TROPHIC LEVELS
- The levels of a food chain (food pyramid) are called Trophic levels.
- The various steps in a food chain at which the transfer of food (or energy) takes place are called trophic levels.
- In a food chain, each step representing an organism forms a trophic level.
- The plants are producers (or autotrophs) and constitute the first trophic level.
- They fix up the sun’s energy and make it available for consumers (or heterotrophs).
- Herbivores (which feed on plants) constitute the second trophic level.
- Carnivores (that feed on herbivores) constitute the third trophic level.
- Large carnivores or Top carnivores (which feed upon small carnivores), constitute the fourth trophic level

- When any organism dies, detritivores (like vultures, worms and crabs) eat them up.
- The rest are broken down by decomposers (mostly bacteria and fungi), and the exchange of energy continues.
- Decomposers start the cycle again.
ENERGY FLOW IS UNIDIRECTIONAL
- Ecosystem energy processes conform to the thermodynamic laws.
- Energy cannot be made or destroyed.
- Energy transformations are not perfect and energy is lost in each transformation in the form of heat.
- The flow of energy in the ecosystem is unidirectional.
- The energy enters the plants (from the sun) through photosynthesis during the making of food. This energy is then passed on from one organism to another in a food chain.
- Energy given out by the organisms as heat is lost to t used by the plants again.

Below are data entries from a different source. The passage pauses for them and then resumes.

use std::fmt;

use super::edge::EdgeId;
use super::node::NodeId;

#[derive(Debug, Clone, PartialEq, Eq)]
pub enum TreeError {
    /// Error during parsing (e.g., syntax error)
    ParseError {
        /// A human-readable message explaining the error
        message: String,
        /// The line number (1-based)
        line: usize,
        /// The column number (1-based)
        column: usize,
        /// The snippet of input where the error occurred
        snippet: String,
    },
    /// The edge is not incident to the node
    EdgeNotAdjacent { node: NodeId, edge: EdgeId },
    /// The node is not a neighbor of the other node
    NodeNotAdjacent { node: NodeId, other: NodeId },
    /// The node has no incoming edge (possibly the root)
    NoParent(NodeId),
    /// The node has several incoming edges (malformed orientation)
    MultipleParents(NodeId),
    /// The node does not belong to this tree
    NodeNotInTree(NodeId),
    /// No node with three neighbors exists for rerooting
    NoTrifurcation,
    /// A tip carries no name where one is required
    UnnamedTip(NodeId),
    /// Other logical error (e.g., invalid operation)
    LogicError(String),
}

impl fmt::Display for TreeError {
    fn fmt(&self, f: &mut fmt::Formatter<'_>) -> fmt::Result {
        match self {
            TreeError::ParseError {
                message,
                line,
                column,
                snippet,
            } => {
                write!(
                    f,
                    "Parse error at line {}, column {}:\n{}\nSnippet: \"{}\"",
                    line, column, message, snippet
                )
            }
            TreeError::EdgeNotAdjacent { node, edge } => {
                write!(f, "Edge {} is not incident to node {}", edge, node)
            }
            TreeError::NodeNotAdjacent { node, other } => {
                write!(f, "Node {} is not a neighbor of node {}", other, node)
            }
            TreeError::NoParent(id) => {
                write!(f, "Node {} has no parent (possibly the root?)", id)
            }
            TreeError::MultipleParents(id) => {
                write!(f, "Node {} has more than one parent", id)
            }
            TreeError::NodeNotInTree(id) => {
                write!(f, "Node {} is not part of the tree", id)
            }
            TreeError::NoTrifurcation => {
                write!(f, "No node with three neighbors found for rerooting")
            }
            TreeError::UnnamedTip(id) => {
                write!(f, "Tip node {} has no name", id)
            }
            TreeError::LogicError(msg) => write!(f, "Tree logic error: {}", msg),
        }
    }
}

impl std::error::Error for TreeError {}
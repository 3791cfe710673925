use std::io::{BufRead, BufReader, BufWriter, Read, Write};

/// ```
/// use std::io::BufRead;
/// let reader = brsup::reader("tests/nwk/boot.nwk");
/// let mut lines = vec![];
/// for line in reader.lines() {
///     lines.push(line);
/// }
/// assert_eq!(lines.len(), 10);
/// ```
pub fn reader(input: &str) -> Box<dyn BufRead> {
    let reader: Box<dyn BufRead> = if input == "stdin" {
        Box::new(BufReader::new(std::io::stdin()))
    } else {
        let path = std::path::Path::new(input);
        let file = match std::fs::File::open(path) {
            Err(why) => panic!("could not open {}: {}", path.display(), why),
            Ok(file) => file,
        };

        if path.extension() == Some(std::ffi::OsStr::new("gz")) {
            Box::new(BufReader::new(flate2::read::MultiGzDecoder::new(file)))
        } else {
            Box::new(BufReader::new(file))
        }
    };

    reader
}

/// ```
/// let s = brsup::libs::io::read_to_string("tests/nwk/ref.nwk");
/// assert!(s.starts_with('('));
/// ```
pub fn read_to_string(input: &str) -> String {
    let mut reader = reader(input);
    let mut s = String::new();
    reader.read_to_string(&mut s).expect("Read error");
    s
}

pub fn writer(output: &str) -> Box<dyn Write> {
    let writer: Box<dyn Write> = if output == "stdout" {
        Box::new(BufWriter::new(std::io::stdout()))
    } else {
        Box::new(BufWriter::new(std::fs::File::create(output).unwrap()))
    };

    writer
}
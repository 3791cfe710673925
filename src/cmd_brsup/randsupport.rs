use clap::*;
use rand::rngs::StdRng;
use rand::{Rng, SeedableRng};
use std::io::Write;

use brsup::libs::phylo::reader::TreeReader;

// Create clap subcommand arguments
pub fn make_subcommand() -> Command {
    Command::new("randsupport")
        .about("Assign a random support to branches of input trees")
        .after_help(
            r###"
Assigns a uniform [0,1) support to every internal branch of the input
trees. Tip branches are left untouched.

Examples:
1. brsup randsupport trees.nwk --seed 7 -o out.nwk

"###,
        )
        .arg(
            Arg::new("infile")
                .num_args(1)
                .index(1)
                .default_value("stdin")
                .help("Input filename. [stdin] for standard input"),
        )
        .arg(
            Arg::new("seed")
                .long("seed")
                .short('s')
                .value_parser(value_parser!(u64))
                .num_args(1)
                .default_value("42")
                .help("Initial random seed"),
        )
        .arg(
            Arg::new("outfile")
                .long("outfile")
                .short('o')
                .num_args(1)
                .default_value("stdout")
                .help("Output filename. [stdout] for screen"),
        )
}

// command implementation
pub fn execute(args: &ArgMatches) -> anyhow::Result<()> {
    //----------------------------
    // Args
    //----------------------------
    let infile = args.get_one::<String>("infile").unwrap();
    let seed = *args.get_one::<u64>("seed").unwrap();
    let mut writer = brsup::writer(args.get_one::<String>("outfile").unwrap());

    let mut rng = StdRng::seed_from_u64(seed);

    //----------------------------
    // Operating
    //----------------------------
    for tree in TreeReader::from_file(infile) {
        let mut tree = tree?;

        let internal: Vec<usize> = tree
            .edges()
            .iter()
            .filter(|e| !tree.is_tip(e.right))
            .map(|e| e.id)
            .collect();
        for eid in internal {
            tree.edges_mut()[eid].support = Some(rng.gen_range(0.0..1.0));
        }

        writer.write_all((tree.to_newick() + "\n").as_ref())?;
    }

    Ok(())
}
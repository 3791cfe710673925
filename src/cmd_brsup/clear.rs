use clap::*;
use lazy_static::lazy_static;
use regex::Regex;
use std::io::Write;

use brsup::libs::phylo::reader::TreeReader;

lazy_static! {
    // Internal node labels written by `support`: "0.97/0.0030"
    static ref RE_SUP_PVAL: Regex = Regex::new(r"^(-?\d+\.\d+)/-?\d+\.\d+$").unwrap();
}

// Create clap subcommand arguments
pub fn make_subcommand() -> Command {
    Command::new("clear")
        .about("Clear supports or p-values from input trees")
        .after_help(
            r###"
Removes support annotations from a stream of trees.

Notes:
* `pvalues` rewrites internal node labels of the form `support/pvalue`
  (as written by `brsup support`) to keep only the support part.
* `supports` removes the support value from every branch.

Examples:
1. Keep supports, drop p-values:
   brsup clear pvalues trees.nwk

2. Drop branch supports:
   brsup clear supports trees.nwk -o out.nwk

"###,
        )
        .arg(
            Arg::new("what")
                .required(true)
                .num_args(1)
                .index(1)
                .value_parser(["pvalues", "supports"])
                .help("What to clear"),
        )
        .arg(
            Arg::new("infile")
                .num_args(1)
                .index(2)
                .default_value("stdin")
                .help("Input filename. [stdin] for standard input"),
        )
        .arg(
            Arg::new("outfile")
                .long("outfile")
                .short('o')
                .num_args(1)
                .default_value("stdout")
                .help("Output filename. [stdout] for screen"),
        )
}

// command implementation
pub fn execute(args: &ArgMatches) -> anyhow::Result<()> {
    //----------------------------
    // Args
    //----------------------------
    let what = args.get_one::<String>("what").unwrap();
    let infile = args.get_one::<String>("infile").unwrap();
    let mut writer = brsup::writer(args.get_one::<String>("outfile").unwrap());

    //----------------------------
    // Operating
    //----------------------------
    for tree in TreeReader::from_file(infile) {
        let mut tree = tree?;

        match what.as_str() {
            "pvalues" => {
                for node in tree.nodes_mut() {
                    let stripped = RE_SUP_PVAL
                        .captures(&node.name)
                        .map(|caps| caps[1].to_string());
                    if let Some(name) = stripped {
                        node.name = name;
                    }
                }
            }
            "supports" => {
                for edge in tree.edges_mut() {
                    edge.support = None;
                }
            }
            _ => unreachable!(),
        }

        writer.write_all((tree.to_newick() + "\n").as_ref())?;
    }

    Ok(())
}
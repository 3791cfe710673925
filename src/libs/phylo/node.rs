use super::edge::EdgeId;

/// NodeId is an index into the Tree's node vector.
/// It is lightweight (Copy) and safe (no pointers).
pub type NodeId = usize;

#[derive(Debug, Clone)]
pub struct Node {
    /// Unique identifier for the node (index in the arena)
    pub id: NodeId,

    /// Node name/label (empty when absent)
    pub name: String,

    /// Bracketed comment attached in the Newick source (empty when absent)
    pub comment: String,

    /// Hop distance from the current root, refreshed by rerooting
    pub depth: usize,

    /// Neighbor node IDs
    pub neigh: Vec<NodeId>,

    /// Incident edge IDs, parallel to `neigh`: `br[i]` connects
    /// this node to `neigh[i]`
    pub br: Vec<EdgeId>,
}

impl Node {
    /// Create a new unconnected node with a specific ID
    ///
    /// # Example
    /// ```
    /// use brsup::libs::phylo::node::Node;
    /// let node = Node::new(1);
    /// assert_eq!(node.id, 1);
    /// assert!(node.neigh.is_empty());
    /// assert!(node.name.is_empty());
    /// ```
    pub fn new(id: NodeId) -> Self {
        Self {
            id,
            name: String::new(),
            comment: String::new(),
            depth: 0,
            neigh: Vec::with_capacity(3),
            br: Vec::with_capacity(3),
        }
    }

    /// Set the name of the node
    pub fn set_name(&mut self, name: impl Into<String>) {
        self.name = name.into();
    }

    /// Set the comment of the node
    pub fn set_comment(&mut self, comment: impl Into<String>) {
        self.comment = comment.into();
    }

    /// Register `other` as a neighbor across `edge`.
    /// `neigh` and `br` grow in lockstep.
    pub fn add_neighbor(&mut self, other: NodeId, edge: EdgeId) {
        self.neigh.push(other);
        self.br.push(edge);
    }

    /// Check if the node is a tip (exactly one neighbor)
    ///
    /// # Example
    /// ```
    /// use brsup::libs::phylo::node::Node;
    /// let mut node = Node::new(0);
    /// assert!(!node.is_tip());
    /// node.add_neighbor(1, 0);
    /// assert!(node.is_tip());
    /// ```
    pub fn is_tip(&self) -> bool {
        self.neigh.len() == 1
    }
}
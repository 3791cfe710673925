use clap::*;
use std::io::Write;

use brsup::libs::phylo::reader::TreeReader;

// Create clap subcommand arguments
pub fn make_subcommand() -> Command {
    Command::new("reroot")
        .about("Reroot trees on a named node or the first trifurcation")
        .after_help(
            r###"
Reroots every input tree and re-orients all branches accordingly.

Notes:
* With `--node`, the tree is rerooted on the first node carrying that
  name (which may be a tip).
* Without `--node`, the tree is rerooted on the first node having three
  neighbors; trees without any trifurcation are rejected.

Examples:
1. brsup reroot trees.nwk -n Homo
2. brsup reroot trees.nwk -o rerooted.nwk

"###,
        )
        .arg(
            Arg::new("infile")
                .num_args(1)
                .index(1)
                .default_value("stdin")
                .help("Input filename. [stdin] for standard input"),
        )
        .arg(
            Arg::new("node")
                .long("node")
                .short('n')
                .num_args(1)
                .help("Name of the new root node"),
        )
        .arg(
            Arg::new("outfile")
                .long("outfile")
                .short('o')
                .num_args(1)
                .default_value("stdout")
                .help("Output filename. [stdout] for screen"),
        )
}

// command implementation
pub fn execute(args: &ArgMatches) -> anyhow::Result<()> {
    //----------------------------
    // Args
    //----------------------------
    let infile = args.get_one::<String>("infile").unwrap();
    let node_name = args.get_one::<String>("node");
    let mut writer = brsup::writer(args.get_one::<String>("outfile").unwrap());

    //----------------------------
    // Operating
    //----------------------------
    for tree in TreeReader::from_file(infile) {
        let mut tree = tree?;

        match node_name {
            Some(name) => {
                let id = tree
                    .get_node_by_name(name)
                    .ok_or_else(|| anyhow::anyhow!("no node named {:?} in the tree", name))?;
                tree.reroot(id)?;
            }
            None => tree.reroot_first()?,
        }

        writer.write_all((tree.to_newick() + "\n").as_ref())?;
    }

    Ok(())
}
use clap::*;
use rand::rngs::StdRng;
use rand::{Rng, SeedableRng};
use std::io::Write;

use brsup::libs::phylo::reader::TreeReader;
use brsup::libs::phylo::Tree;

// Create clap subcommand arguments
pub fn make_subcommand() -> Command {
    Command::new("sample")
        .about("Take a subsample of the set of trees from the input file")
        .after_help(
            r###"
Takes a subsample of the set of trees from the input file.

It can be with or without replacement depending on the presence of the
`--replace` option.

If the number of desired trees is greater than the number of input trees:
* with `--replace`: will still output -n trees
* without `--replace`: will output all input trees

Notes:
* Without replacement this is standard reservoir sampling; a single pass,
  so the input may be piped.
* With replacement this is the naive reservoir scheme of
  https://doi.org/10.1016/j.csda.2007.03.010

Examples:
1. brsup sample boot.nwk -n 100 --seed 11
2. brsup sample boot.nwk -n 100 --replace -o sub.nwk

"###,
        )
        .arg(
            Arg::new("infile")
                .num_args(1)
                .index(1)
                .default_value("stdin")
                .help("Input filename. [stdin] for standard input"),
        )
        .arg(
            Arg::new("num")
                .long("num")
                .short('n')
                .value_parser(value_parser!(usize))
                .num_args(1)
                .default_value("1")
                .help("Number of trees to sample from the input file"),
        )
        .arg(
            Arg::new("replace")
                .long("replace")
                .action(ArgAction::SetTrue)
                .help("Sample with replacement"),
        )
        .arg(
            Arg::new("seed")
                .long("seed")
                .short('s')
                .value_parser(value_parser!(u64))
                .num_args(1)
                .default_value("42")
                .help("Initial random seed"),
        )
        .arg(
            Arg::new("outfile")
                .long("outfile")
                .short('o')
                .num_args(1)
                .default_value("stdout")
                .help("Output filename. [stdout] for screen"),
        )
}

// command implementation
pub fn execute(args: &ArgMatches) -> anyhow::Result<()> {
    //----------------------------
    // Args
    //----------------------------
    let infile = args.get_one::<String>("infile").unwrap();
    let num = *args.get_one::<usize>("num").unwrap();
    let replace = args.get_flag("replace");
    let seed = *args.get_one::<u64>("seed").unwrap();
    let mut writer = brsup::writer(args.get_one::<String>("outfile").unwrap());

    let mut rng = StdRng::seed_from_u64(seed);

    //----------------------------
    // Operating
    //----------------------------
    let mut out: Vec<Tree> = Vec::with_capacity(num);
    let mut total = 0usize;

    if !replace {
        // Standard reservoir sampling
        for tree in TreeReader::from_file(infile) {
            let tree = tree?;
            if total < num {
                out.push(tree);
            } else {
                let j = rng.gen_range(0..=total);
                if j < num {
                    out[j] = tree;
                }
            }
            total += 1;
        }
    } else {
        // Naive reservoir sampling with replacement: each slot is
        // replaced by the m-th tree with probability 1/m
        for tree in TreeReader::from_file(infile) {
            let tree = tree?;
            total += 1;
            if total == 1 {
                out = vec![tree; num];
            } else {
                for slot in out.iter_mut() {
                    if rng.gen_range(0..total) == 0 {
                        *slot = tree.clone();
                    }
                }
            }
        }
    }

    //----------------------------
    // Output
    //----------------------------
    for tree in &out {
        writer.write_all((tree.to_newick() + "\n").as_ref())?;
    }

    Ok(())
}
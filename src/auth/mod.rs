// SPDX-License-Identifier: AGPL-3.0-or-later
//
// Copyright (C) 2026 Relational Network

//! # Authentication Module
//!
//! Local verification of Cognito-issued JWTs and the client-secret hash the
//! user pool requires on credential calls.
//!
//! ## Verification Flow
//!
//! 1. Client sends `Authorization: Bearer <Cognito ID token>`
//! 2. Gateway:
//!    - Reads the `kid` from the unverified header
//!    - Resolves the key from the pool's JWKS (cached per issuer, refetched
//!      when the `kid` is unknown)
//!    - Verifies the RS256 signature, issuer, audience and expiry
//!    - Returns the verified claims (`sub` is the canonical user id)
//!
//! ## Security
//!
//! - Only RS256 is accepted; the header algorithm is never trusted
//! - Every verification failure surfaces as the same `InvalidToken`
//! - Passwords, secrets and tokens are never logged

pub mod claims;
pub mod error;
pub mod extractor;
pub mod jwks;
pub mod secret_hash;
pub mod verifier;

#[cfg(test)]
pub(crate) mod test_support;

pub use claims::TokenClaims;
pub use error::{AuthError, InvalidToken};
pub use extractor::AuthorizationHeader;
pub use jwks::{HttpJwksFetcher, JwksFetcher, KeySetCache};
pub use secret_hash::SecretHash;
pub use verifier::TokenVerifier;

- This makes the flow of energy in the ecosystem ‘unidirectional’.
- Thus the flow of energy in the ecosystem is said to be unidirectional because the energy lost as heat from the living organisms of a food chain cannot be reused by plants in photosynthesis.
- During the transfer of energy through successive trophic levels in an ecosystem, there is a loss of energy all along the path.
- No transfer of energy is 100 percent.
The energy available at each successive trophic level is 10 per cent of the previous level.

- Thus, there is a progressive decline gradual reduction) in the amount of energy available as we go from producer level to the higher trophic levels of organisms.